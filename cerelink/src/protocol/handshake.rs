//! Timestamp/configuration handshake sent to the board at the default rate.
//!
//! ## Packet Format
//!
//! ```text
//! +--------+------+-----------+------+-------+-----+--------+
//! | Start  | Type | Timestamp | Reg  | Value | Sum |  End   |
//! +--------+------+-----------+------+-------+-----+--------+
//! | 2 bytes| 1    | 4 bytes   | 1    | 1     | 1   | 2 bytes|
//! +--------+------+-----------+------+-------+-----+--------+
//! | 0xAABB | 0x02 | Unix, BE  | 0x01 | code  | sum | 0xCCDD |
//! +--------+------+-----------+------+-------+-----+--------+
//! ```
//!
//! The checksum covers bytes `[2, 9)` (message type through register value).
//! This span is not the data-frame span.

use {
    super::{baud::BaudCode, frame::checksum},
    crate::error::{Error, Result},
    byteorder::{BigEndian, ByteOrder},
    log::warn,
    std::time::{SystemTime, UNIX_EPOCH},
};

/// Handshake start marker.
pub const HANDSHAKE_START: u16 = 0xAABB;

/// Handshake end marker.
pub const HANDSHAKE_END: u16 = 0xCCDD;

/// Total handshake size in bytes.
pub const HANDSHAKE_SIZE: usize = 12;

/// Message type carrying a timestamp and one register write.
pub const MSG_TIMESTAMP_CONFIG: u8 = 0x02;

/// Register address selecting the UART rate.
pub const REG_BAUD_SELECT: u8 = 0x01;

/// Clocks reading earlier than this are considered unset.
pub const MIN_PLAUSIBLE_TIMESTAMP: u32 = 1_600_000_000;

/// Timestamp sent when the host clock is implausible.
pub const FALLBACK_TIMESTAMP: u32 = 1_500_000_000;

const OFFSET_TYPE: usize = 2;
const OFFSET_TIMESTAMP: usize = 3;
const OFFSET_REG_ADDR: usize = 7;
const OFFSET_REG_VALUE: usize = 8;
const OFFSET_CHECKSUM: usize = 9;
const OFFSET_END: usize = 10;

/// Host to device handshake packet.
#[derive(Debug, Clone, Copy, PartialEq, Eq)]
pub struct HandshakePacket {
    /// Message type.
    pub msg_type: u8,
    /// Unix timestamp handed to the device clock.
    pub timestamp: u32,
    /// Register address.
    pub reg_addr: u8,
    /// Register value.
    pub reg_value: u8,
}

impl HandshakePacket {
    /// Handshake requesting the device switch its UART to `code`.
    pub fn baud_select(code: BaudCode, timestamp: u32) -> Self {
        Self {
            msg_type: MSG_TIMESTAMP_CONFIG,
            timestamp,
            reg_addr: REG_BAUD_SELECT,
            reg_value: code.code(),
        }
    }

    /// Checksum over message type through register value.
    pub fn checksum(&self) -> u8 {
        let bytes = self.encode();
        checksum(&bytes[OFFSET_TYPE..OFFSET_CHECKSUM])
    }

    /// Encode the packet.
    pub fn encode(&self) -> [u8; HANDSHAKE_SIZE] {
        let mut buf = [0u8; HANDSHAKE_SIZE];
        BigEndian::write_u16(&mut buf[0..OFFSET_TYPE], HANDSHAKE_START);
        buf[OFFSET_TYPE] = self.msg_type;
        BigEndian::write_u32(&mut buf[OFFSET_TIMESTAMP..OFFSET_REG_ADDR], self.timestamp);
        buf[OFFSET_REG_ADDR] = self.reg_addr;
        buf[OFFSET_REG_VALUE] = self.reg_value;
        buf[OFFSET_CHECKSUM] = checksum(&buf[OFFSET_TYPE..OFFSET_CHECKSUM]);
        BigEndian::write_u16(&mut buf[OFFSET_END..HANDSHAKE_SIZE], HANDSHAKE_END);
        buf
    }

    /// Parse and validate an encoded packet.
    pub fn parse(data: &[u8]) -> Result<Self> {
        if data.len() != HANDSHAKE_SIZE {
            return Err(Error::InvalidHandshake(format!(
                "expected {HANDSHAKE_SIZE} bytes, got {}",
                data.len()
            )));
        }

        let start = BigEndian::read_u16(&data[0..OFFSET_TYPE]);
        let end = BigEndian::read_u16(&data[OFFSET_END..HANDSHAKE_SIZE]);
        if start != HANDSHAKE_START || end != HANDSHAKE_END {
            return Err(Error::InvalidHandshake(format!(
                "bad markers {start:#06x}/{end:#06x}"
            )));
        }

        let expected = checksum(&data[OFFSET_TYPE..OFFSET_CHECKSUM]);
        if expected != data[OFFSET_CHECKSUM] {
            return Err(Error::InvalidHandshake(format!(
                "checksum {:#04x}, expected {expected:#04x}",
                data[OFFSET_CHECKSUM]
            )));
        }

        Ok(Self {
            msg_type: data[OFFSET_TYPE],
            timestamp: BigEndian::read_u32(&data[OFFSET_TIMESTAMP..OFFSET_REG_ADDR]),
            reg_addr: data[OFFSET_REG_ADDR],
            reg_value: data[OFFSET_REG_VALUE],
        })
    }

    /// Baud code requested by a baud-select packet.
    pub fn requested_baud(&self) -> Option<BaudCode> {
        if self.msg_type != MSG_TIMESTAMP_CONFIG || self.reg_addr != REG_BAUD_SELECT {
            return None;
        }
        BaudCode::from_code(self.reg_value).ok()
    }
}

/// Current Unix time in seconds, with the device fallback for unset clocks.
pub fn unix_timestamp() -> u32 {
    let secs = SystemTime::now()
        .duration_since(UNIX_EPOCH)
        .map_or(0, |d| d.as_secs());
    plausible_timestamp(u32::try_from(secs).unwrap_or(u32::MAX))
}

fn plausible_timestamp(secs: u32) -> u32 {
    if secs < MIN_PLAUSIBLE_TIMESTAMP {
        warn!("System clock appears incorrect, using fallback timestamp");
        FALLBACK_TIMESTAMP
    } else {
        secs
    }
}

/// Hex dump in the `AA BB 02 ...` form used in logs.
pub fn hex_string(bytes: &[u8]) -> String {
    bytes
        .iter()
        .map(|b| format!("{b:02X}"))
        .collect::<Vec<_>>()
        .join(" ")
}
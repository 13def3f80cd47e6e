//! Transport abstraction for the serial link to the board.
//!
//! The protocol layer only needs a byte pipe it can read, write, flush and
//! close, plus a way to open a fresh pipe at a given rate. Those two
//! capabilities are the [`Port`] and [`PortOpener`] traits.
//!
//! ```text
//! +------------------+     +------------------+
//! |    Negotiator    |     |  StreamSession   |
//! +--------+---------+     +--------+---------+
//!          |  open/reopen           |  read_available
//!          v                        v
//! +--------+---------+     +--------+---------+
//! |    PortOpener    | --> |    Port trait    |
//! +--------+---------+     +--------+---------+
//!          |                        |
//!          v                        v
//! +------------------------------------------+
//! |       NativePort (serialport crate)      |
//! +------------------------------------------+
//! ```
//!
//! A port keeps the rate it was opened with for its whole lifetime. Changing
//! the rate of an open handle is unreliable on some platforms, so the only way
//! to switch speed is to close the port and open a new one.

#[cfg(feature = "native")]
pub mod native;
#[cfg(test)]
pub(crate) mod sim;

use std::io::{ErrorKind, Read, Write};
use std::time::Duration;

use crate::error::{Error, Result};

/// Serial port configuration (8 data bits, no parity, 1 stop bit, no flow control).
#[derive(Debug, Clone, PartialEq, Eq)]
pub struct SerialConfig {
    /// Port name/path (e.g., "/dev/ttyUSB0", "COM3").
    pub port_name: String,
    /// Baud rate.
    pub baud_rate: u32,
    /// Read/write timeout. Kept short so callers can poll.
    pub timeout: Duration,
}

impl Default for SerialConfig {
    fn default() -> Self {
        Self {
            port_name: String::new(),
            baud_rate: 9600,
            timeout: Duration::from_millis(10),
        }
    }
}

impl SerialConfig {
    /// Create a new configuration with port name and baud rate.
    pub fn new(port_name: impl Into<String>, baud_rate: u32) -> Self {
        Self {
            port_name: port_name.into(),
            baud_rate,
            ..Default::default()
        }
    }

    /// Set the timeout.
    #[must_use]
    pub fn with_timeout(mut self, timeout: Duration) -> Self {
        self.timeout = timeout;
        self
    }
}

/// An open byte pipe to the board.
pub trait Port: Read + Write + Send {
    /// Get the port name/path.
    fn name(&self) -> &str;

    /// Get the baud rate the port was opened with.
    fn baud_rate(&self) -> u32;

    /// Get the read timeout.
    fn timeout(&self) -> Duration;

    /// Discard bytes the OS has buffered on the input side.
    fn clear_input(&mut self) -> Result<()>;

    /// Close the port and release resources.
    ///
    /// After calling this method, the port cannot be used for further I/O.
    fn close(&mut self) -> Result<()>;

    /// Read whatever is available, waiting at most the port timeout.
    ///
    /// A timeout is reported as `Ok(0)` rather than an error.
    fn read_available(&mut self, buf: &mut [u8]) -> Result<usize> {
        match self.read(buf) {
            Ok(n) => Ok(n),
            Err(e) if matches!(e.kind(), ErrorKind::TimedOut | ErrorKind::WouldBlock) => Ok(0),
            Err(e) if e.kind() == ErrorKind::Interrupted => Ok(0),
            Err(e) => Err(Error::Io(e)),
        }
    }

    /// Write `buf` with a single write call and flush.
    ///
    /// Returns the number of bytes the transport accepted.
    fn write_bytes(&mut self, buf: &[u8]) -> Result<usize> {
        let written = self.write(buf)?;
        self.flush()?;
        Ok(written)
    }
}

/// Capability to open a port at a given rate.
pub trait PortOpener {
    /// Port type produced by this opener.
    type Port: Port;

    /// Open a new port.
    fn open(&mut self, config: &SerialConfig) -> Result<Self::Port>;
}

// Re-export the native implementation
#[cfg(feature = "native")]
pub use native::{NativeOpener, NativePort};
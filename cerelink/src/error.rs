//! Error types for cerelink.

use std::io;
use std::time::Duration;
use thiserror::Error;

/// Result type for cerelink operations.
pub type Result<T> = std::result::Result<T, Error>;

/// Error type for cerelink operations.
#[derive(Debug, Error)]
pub enum Error {
    /// I/O error on the transport.
    #[error("I/O error: {0}")]
    Io(#[from] io::Error),

    /// Serial port error.
    #[cfg(feature = "native")]
    #[error("Serial port error: {0}")]
    Serial(#[from] serialport::Error),

    /// Transport failure that is not an OS error (short write, closed port).
    #[error("Transport error: {0}")]
    Transport(String),

    /// No valid frame arrived within the observation window after reconnecting.
    #[error("Negotiation timeout: no valid frame within {window:?}")]
    NegotiationTimeout {
        /// Observation window that elapsed.
        window: Duration,
    },

    /// Reconfiguration attempted outside the handshake flow.
    #[error("Reconfiguration disabled outside handshake: {0}")]
    ReconfigurationRejected(String),

    /// A negotiation step was called out of order.
    #[error("Invalid negotiation state: {0}")]
    InvalidState(String),

    /// Baud configuration code not present in the device table.
    #[error("Invalid baud configuration code: {0:#04x}")]
    InvalidBaudCode(u8),

    /// Baud rate the device cannot be configured for.
    #[error("Unsupported baud rate: {0}")]
    UnsupportedBaud(u32),

    /// Malformed handshake packet.
    #[error("Invalid handshake packet: {0}")]
    InvalidHandshake(String),

    /// The embedding application requested cancellation.
    #[error("Operation interrupted")]
    Interrupted,

    /// Configuration error.
    #[error("Configuration error: {0}")]
    Config(String),
}

impl Error {
    /// Whether this error ends the current streaming pipeline.
    ///
    /// Frame-level errors are absorbed by the decoder; only transport failures
    /// and negotiation timeouts stop the pipeline.
    #[must_use]
    pub fn is_fatal(&self) -> bool {
        match self {
            Self::Io(_) | Self::Transport(_) | Self::NegotiationTimeout { .. } => true,
            #[cfg(feature = "native")]
            Self::Serial(_) => true,
            _ => false,
        }
    }
}

/// Classification of a candidate frame that failed validation.
#[derive(Debug, Clone, Copy, PartialEq, Eq, Error)]
pub enum FrameError {
    /// Not enough bytes buffered yet; wait for more.
    #[error("incomplete frame: {needed} more bytes needed")]
    Incomplete {
        /// Bytes still missing.
        needed: usize,
    },

    /// Start or end marker does not match.
    #[error("invalid marker: start {start:#06x}, end {end:#06x}")]
    InvalidMarker {
        /// Start marker as received.
        start: u16,
        /// End marker as received.
        end: u16,
    },

    /// Transmitted checksum differs from the computed one.
    #[error("checksum mismatch: expected {expected:#04x}, got {actual:#04x}")]
    ChecksumMismatch {
        /// Checksum computed over the frame body.
        expected: u8,
        /// Checksum byte carried by the frame.
        actual: u8,
    },
}

impl FrameError {
    /// Number of bytes the scanner must drop to resynchronise after this error.
    #[must_use]
    pub fn skip_len(&self) -> usize {
        match self {
            Self::Incomplete { .. } => 0,
            Self::InvalidMarker { .. } => 1,
            Self::ChecksumMismatch { .. } => crate::protocol::frame::FRAME_SIZE,
        }
    }
}
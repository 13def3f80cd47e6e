//! Streaming session over a negotiated port.

use {
    crate::{
        decoder::{FrameDecoder, Record},
        error::{Error, Result},
        port::Port,
        stats::{StatsSnapshot, StreamStats},
    },
    log::{debug, info},
    std::{fmt, mem},
};

/// Read chunk used while streaming.
const READ_CHUNK: usize = 512;

/// Exclusive owner of a port running at the negotiated rate.
///
/// Produced by [`Negotiator::run`](crate::Negotiator::run). The rate cannot be
/// changed from here; close the session and negotiate again instead.
pub struct StreamSession<P: Port> {
    port: P,
    decoder: FrameDecoder,
    pending: Vec<Record>,
    buf: Vec<u8>,
}

impl<P: Port> StreamSession<P> {
    pub(crate) fn new(port: P, decoder: FrameDecoder, pending: Vec<Record>) -> Self {
        Self {
            port,
            decoder,
            pending,
            buf: vec![0; READ_CHUNK],
        }
    }

    /// Port name.
    pub fn port_name(&self) -> &str {
        self.port
            .name()
    }

    /// Rate the port was opened at.
    pub fn baud_rate(&self) -> u32 {
        self.port
            .baud_rate()
    }

    /// Read what the port has and return every record completed by it.
    ///
    /// Records decoded during negotiation are returned by the first call.
    /// An empty vector means nothing complete arrived within the port timeout.
    pub fn poll(&mut self) -> Result<Vec<Record>> {
        let mut records = mem::take(&mut self.pending);
        let n = self
            .port
            .read_available(&mut self.buf)?;
        if n > 0 {
            self.decoder
                .extend(&self.buf[..n]);
            records.extend(
                self.decoder
                    .drain_records(),
            );
        }
        Ok(records)
    }

    /// Frame counters for this session.
    pub fn stats(&self) -> &StreamStats {
        self.decoder
            .stats()
    }

    /// Zero the frame counters.
    pub fn reset_stats(&mut self) {
        self.decoder
            .reset_stats();
    }

    /// Always rejected; the rate is fixed once streaming.
    pub fn reconfigure(&mut self, baud: u32) -> Result<()> {
        debug!("Refusing reconfiguration to {baud} on {}", self.port.name());
        Err(Error::ReconfigurationRejected(format!(
            "{} is streaming at {} baud; close the session and negotiate again",
            self.port.name(),
            self.port.baud_rate()
        )))
    }

    /// Close the port and return the final counters.
    pub fn close(mut self) -> Result<StatsSnapshot> {
        self.decoder
            .clear();
        let snapshot = self
            .decoder
            .stats()
            .snapshot();
        info!(
            "Closing {} after {} valid frame(s)",
            self.port.name(),
            snapshot.valid
        );
        self.port
            .close()?;
        Ok(snapshot)
    }

    /// Take the port and decoder apart.
    pub fn into_parts(self) -> (P, FrameDecoder) {
        (self.port, self.decoder)
    }
}

impl<P: Port> fmt::Debug for StreamSession<P> {
    fn fmt(&self, f: &mut fmt::Formatter<'_>) -> fmt::Result {
        f.debug_struct("StreamSession")
            .field("port_name", &self.port.name())
            .field("baud_rate", &self.port.baud_rate())
            .field("pending", &self.pending.len())
            .field("decoder", &self.decoder)
            .finish_non_exhaustive()
    }
}
//! Command implementations.
//!
//! Each subcommand is implemented in its own module for clean separation.

pub(crate) mod bauds;
pub(crate) mod decode;
pub(crate) mod handshake;
pub(crate) mod stream;

use {
    cerelink::{Record, StatsSnapshot},
    console::style,
};

/// One record as a text line: timestamp, status bytes, channel microvolts.
pub(crate) fn format_record(record: &Record) -> String {
    let channels = record
        .volts
        .iter()
        .map(|v| format!("{:>11.3}", v * 1e6))
        .collect::<Vec<_>>()
        .join(" ");
    format!(
        "{:>10}  {:02X}{:02X}{:02X}  {channels}",
        record.timestamp, record.status[0], record.status[1], record.status[2]
    )
}

/// Print the statistics summary to stderr.
pub(crate) fn print_stats(snapshot: &StatsSnapshot) {
    eprintln!();
    eprintln!("{}", style("Frame statistics").bold());
    eprintln!("{snapshot}");
}
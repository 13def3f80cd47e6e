//! Frame statistics.

use std::fmt;

/// Outcome of validating one candidate frame.
#[derive(Debug, Clone, Copy, PartialEq, Eq)]
pub enum FrameClass {
    /// Frame decoded.
    Valid,
    /// Start or end marker mismatch.
    InvalidMarker,
    /// Markers matched but the checksum did not.
    ChecksumError,
    /// Candidate abandoned before all of its bytes arrived.
    Partial,
}

/// Monotonic frame counters.
///
/// Counters only grow; [`StreamStats::reset`] is the one way back to zero.
#[derive(Debug, Clone, Default, PartialEq, Eq)]
pub struct StreamStats {
    valid: u64,
    invalid_marker: u64,
    checksum_errors: u64,
    partial: u64,
    resync_bytes: u64,
}

impl StreamStats {
    /// Create empty counters.
    pub fn new() -> Self {
        Self::default()
    }

    /// Count one classification.
    pub fn record(&mut self, class: FrameClass) {
        let counter = match class {
            FrameClass::Valid => &mut self.valid,
            FrameClass::InvalidMarker => &mut self.invalid_marker,
            FrameClass::ChecksumError => &mut self.checksum_errors,
            FrameClass::Partial => &mut self.partial,
        };
        *counter = counter.saturating_add(1);
    }

    /// Count bytes discarded while hunting for a start marker.
    pub fn record_resync(&mut self, bytes: usize) {
        self.resync_bytes = self
            .resync_bytes
            .saturating_add(bytes as u64);
    }

    /// Valid frames.
    pub fn valid(&self) -> u64 {
        self.valid
    }

    /// Total classified frames.
    pub fn total(&self) -> u64 {
        self.valid + self.invalid_marker + self.checksum_errors + self.partial
    }

    /// Copy of the counters with derived percentages.
    pub fn snapshot(&self) -> StatsSnapshot {
        let total = self.total();
        #[allow(clippy::cast_precision_loss)]
        let pct = |n: u64| {
            if total == 0 {
                0.0
            } else {
                n as f64 * 100.0 / total as f64
            }
        };

        StatsSnapshot {
            valid: self.valid,
            invalid_marker: self.invalid_marker,
            checksum_errors: self.checksum_errors,
            partial: self.partial,
            resync_bytes: self.resync_bytes,
            total,
            valid_pct: pct(self.valid),
            invalid_marker_pct: pct(self.invalid_marker),
            checksum_error_pct: pct(self.checksum_errors),
            partial_pct: pct(self.partial),
        }
    }

    /// Zero every counter.
    pub fn reset(&mut self) {
        *self = Self::default();
    }
}

/// Point-in-time view of [`StreamStats`].
#[derive(Debug, Clone, Copy, PartialEq)]
#[cfg_attr(feature = "serde", derive(serde::Serialize))]
pub struct StatsSnapshot {
    /// Valid frames.
    pub valid: u64,
    /// Invalid-marker frames.
    pub invalid_marker: u64,
    /// Checksum failures.
    pub checksum_errors: u64,
    /// Abandoned partial frames.
    pub partial: u64,
    /// Bytes skipped while resynchronising.
    pub resync_bytes: u64,
    /// Sum of the four frame counters.
    pub total: u64,
    /// Valid share of `total`, in percent.
    pub valid_pct: f64,
    /// Invalid-marker share of `total`, in percent.
    pub invalid_marker_pct: f64,
    /// Checksum-error share of `total`, in percent.
    pub checksum_error_pct: f64,
    /// Partial share of `total`, in percent.
    pub partial_pct: f64,
}

impl fmt::Display for StatsSnapshot {
    fn fmt(&self, f: &mut fmt::Formatter<'_>) -> fmt::Result {
        writeln!(
            f,
            "Valid frames:     {:6} ({:5.1}%)",
            self.valid, self.valid_pct
        )?;
        writeln!(
            f,
            "Invalid markers:  {:6} ({:5.1}%)",
            self.invalid_marker, self.invalid_marker_pct
        )?;
        writeln!(
            f,
            "Checksum errors:  {:6} ({:5.1}%)",
            self.checksum_errors, self.checksum_error_pct
        )?;
        writeln!(
            f,
            "Partial frames:   {:6} ({:5.1}%)",
            self.partial, self.partial_pct
        )?;
        writeln!(f, "Resync bytes:     {:6}", self.resync_bytes)?;
        write!(f, "Total processed:  {:6}", self.total)
    }
}

#[cfg(test)]
mod tests {
    use super::*;

    #[test]
    fn test_empty_snapshot_has_zero_percentages() {
        let snap = StreamStats::new().snapshot();
        assert_eq!(snap.total, 0);
        assert!(snap.valid_pct.abs() < f64::EPSILON);
        assert!(snap.partial_pct.abs() < f64::EPSILON);
    }

    #[test]
    fn test_record_and_percentages() {
        let mut stats = StreamStats::new();
        for _ in 0..6 {
            stats.record(FrameClass::Valid);
        }
        stats.record(FrameClass::InvalidMarker);
        stats.record(FrameClass::ChecksumError);
        stats.record(FrameClass::ChecksumError);
        stats.record(FrameClass::Partial);
        stats.record_resync(17);

        let snap = stats.snapshot();
        assert_eq!(snap.total, 10);
        assert_eq!(snap.valid, 6);
        assert_eq!(snap.checksum_errors, 2);
        assert_eq!(snap.resync_bytes, 17);
        assert!((snap.valid_pct - 60.0).abs() < 1e-9);
        assert!((snap.checksum_error_pct - 20.0).abs() < 1e-9);
        assert!((snap.invalid_marker_pct - 10.0).abs() < 1e-9);
        assert!((snap.partial_pct - 10.0).abs() < 1e-9);
    }

    #[test]
    fn test_reset() {
        let mut stats = StreamStats::new();
        stats.record(FrameClass::Valid);
        stats.record_resync(3);
        stats.reset();
        assert_eq!(stats, StreamStats::default());
    }

    #[test]
    fn test_display_lists_every_counter() {
        let mut stats = StreamStats::new();
        stats.record(FrameClass::Valid);
        let text = stats
            .snapshot()
            .to_string();
        assert!(text.contains("Valid frames:"));
        assert!(text.contains("100.0%"));
        assert!(text.contains("Total processed:       1"));
    }
}
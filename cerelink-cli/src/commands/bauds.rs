//! Baud code table command.

use {
    anyhow::Result,
    cerelink::protocol::{BAUD_TABLE, DEFAULT_BAUD, DEFAULT_TARGET},
    console::style,
    serde::Serialize,
};

#[derive(Serialize)]
struct BaudEntry {
    code: u8,
    baud: u32,
    boot: bool,
    default_target: bool,
}

fn entries() -> Vec<BaudEntry> {
    BAUD_TABLE
        .iter()
        .map(|&(code, baud)| BaudEntry {
            code: code.code(),
            baud,
            boot: code == DEFAULT_BAUD,
            default_target: code == DEFAULT_TARGET,
        })
        .collect()
}

/// Print the baud code table.
pub(crate) fn cmd_bauds(json: bool) -> Result<()> {
    let entries = entries();

    if json {
        println!("{}", serde_json::to_string_pretty(&entries)?);
        return Ok(());
    }

    println!("{}", style("Code  Baud rate").bold());
    for entry in &entries {
        let note = if entry.boot {
            style("boot rate").dim().to_string()
        } else if entry.default_target {
            style("default target").green().to_string()
        } else {
            String::new()
        };
        println!("0x{:02X}  {:>9}  {note}", entry.code, entry.baud);
    }
    Ok(())
}

#[cfg(test)]
mod tests {
    use super::*;

    #[test]
    fn test_entries_cover_table() {
        let entries = entries();
        assert_eq!(entries.len(), 8);
        assert_eq!(entries[0].baud, 9600);
        assert!(entries[0].boot);
        assert!(entries[4].default_target);
        assert_eq!(entries[7].code, 0x07);
    }
}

════════════════════

### Task instructions
Copy out, in full, each line above that has the word "while" in it.

### Response area
/// Read chunk used while streaming.
    /// Count bytes discarded while hunting for a start marker.
    /// Bytes skipped while resynchronising.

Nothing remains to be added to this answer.